* _Input_
================

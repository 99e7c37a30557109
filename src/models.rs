// src/models.rs
use serde::{Deserialize, Serialize};
use strum::{Display, EnumString};
use validator::Validate;

/// Źródło katalogu produktów wybierane w konfiguracji.
#[derive(Debug, Clone, Copy, PartialEq, Eq, EnumString, Display)]
#[strum(ascii_case_insensitive, serialize_all = "lowercase")]
pub enum CatalogSourceKind {
    /// Wbudowane dane przykładowe
    Static,
    /// `GET /api/products?session=<id>` na zewnętrznym serwerze
    Remote,
}

#[derive(Debug, Clone, Serialize, Deserialize, PartialEq, Validate)]
pub struct Product {
    pub id: i64,
    #[serde(default)]
    pub article: String,
    #[validate(length(min = 1, message = "Nazwa produktu nie może być pusta"))]
    pub name: String,
    #[serde(default)]
    pub brand: String,
    #[serde(default)]
    pub volume: String,
    /// Cena w pełnych rublach
    #[validate(range(
        min = 0,
        max = 1_000_000_000,
        message = "Cena musi mieścić się w przedziale 0..=1 000 000 000"
    ))]
    pub price: i64,
    #[serde(default)]
    pub description: String,
}

// --- STRUKTURY DLA KOSZYKA ---

/// Pozycja koszyka: kopia danych produktu plus ilość (zawsze >= 1).
#[derive(Debug, Clone, Serialize, PartialEq)]
pub struct CartEntry {
    #[serde(flatten)]
    pub product: Product,
    pub quantity: u32,
}

impl CartEntry {
    /// Wartość pozycji; przy przepełnieniu zatrzymuje się na `i64::MAX`.
    pub fn subtotal(&self) -> i64 {
        self.product.price.saturating_mul(i64::from(self.quantity))
    }
}

#[derive(Debug, Clone, Serialize, PartialEq)]
pub struct CartLine {
    pub id: i64,
    pub name: String,
    pub quantity: u32,
    pub unit_price: i64,
    pub subtotal: i64,
}

/// Stan koszyka przeliczony od zera, gotowy do renderowania.
#[derive(Debug, Clone, Serialize, PartialEq, Default)]
pub struct CartSummary {
    pub lines: Vec<CartLine>,
    pub total_price: i64,
    pub line_count: usize,
}

// --- PAYLOAD DLA BOTA ---

/// Wiadomość przekazywana do `Telegram.WebApp.sendData`.
#[derive(Debug, Clone, Serialize, Deserialize, PartialEq)]
pub struct OrderPayload {
    pub action: String,
    pub order: String,
    pub total: i64,
}

impl OrderPayload {
    pub fn new(order: String, total: i64) -> Self {
        OrderPayload {
            action: "order".to_string(),
            order,
            total,
        }
    }
}

// --- PARAMETRY ZAPYTAŃ ---

#[derive(Debug, Clone, Deserialize, Default)]
pub struct SessionParams {
    #[serde(default)]
    pub session: Option<String>,
}

impl SessionParams {
    /// Pusty parametr traktujemy jak brak sesji.
    pub fn session(&self) -> Option<&str> {
        self.session
            .as_deref()
            .map(str::trim)
            .filter(|s| !s.is_empty())
    }
}

#[derive(Debug, Clone, Deserialize)]
pub struct ChangeQtyParams {
    pub delta: i32,
}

================

* _Required work_
Among the records above, which lines hold the word "subtotal"? Copy each one.

* _Expected answer_
    pub fn subtotal(&self) -> i64 {
    pub subtotal: i64,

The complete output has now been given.